Prompt
Nothing in the data may be altered; copy it all exactly.

Recorded data
++++++
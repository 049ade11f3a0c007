//! # readalong-gateway
//!
//! Engine and HTTP/WebSocket gateway for group reading events.
//!
//! A leader authors an event over a book and a date range; an admin reviews
//! it; participants enroll, check in on each reading day and reward each
//! other's check-ins out of a small daily allowance. Daily and final
//! leaderboards are built from those rewards, and the top readers receive
//! certificates when the event completes.
//!
//! ## Architecture
//!
//! ```text
//! Clients (HTTP, WebSocket)
//!     │
//!     ├── REST Handlers (api/)
//!     ├── WS Handler (ws/)
//!     │
//!     ├── ReadingEngine (service/)
//!     │     approval · lifecycle · enrollment · leaders
//!     │     quota ledger · rewards · rankings · certificates
//!     │
//!     ├── EventRegistry + ActivityLog (domain/)
//!     ├── EventBus / Outbox (domain/)
//!     │
//!     └── PostgreSQL sink (persistence/)
//! ```

pub mod api;
pub mod app_state;
pub mod config;
pub mod domain;
pub mod error;
pub mod persistence;
pub mod service;
pub mod ws;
++++++
Answer section
repository 049ade11f3a0c007
//! # readalong-gateway
//!
//! Engine and HTTP/WebSocket gateway for group reading events.
//!
//! A leader authors an event over a book and a date range; an admin reviews
//! it; participants enroll, check in on each reading day and reward each
//! other's check-ins out of a small daily allowance. Daily and final
//! leaderboards are built from those rewards, and the top readers receive
//! certificates when the event completes.
//!
//! ## Architecture
//!
//! ```text
//! Clients (HTTP, WebSocket)
//!     │
//!     ├── REST Handlers (api/)
//!     ├── WS Handler (ws/)
//!     │
//!     ├── ReadingEngine (service/)
//!     │     approval · lifecycle · enrollment · leaders
//!     │     quota ledger · rewards · rankings · certificates
//!     │
//!     ├── EventRegistry + ActivityLog (domain/)
//!     ├── EventBus / Outbox (domain/)
//!     │
//!     └── PostgreSQL sink (persistence/)
//! ```

pub mod api;
pub mod app_state;
pub mod config;
pub mod domain;
pub mod error;
pub mod persistence;
pub mod service;
pub mod ws;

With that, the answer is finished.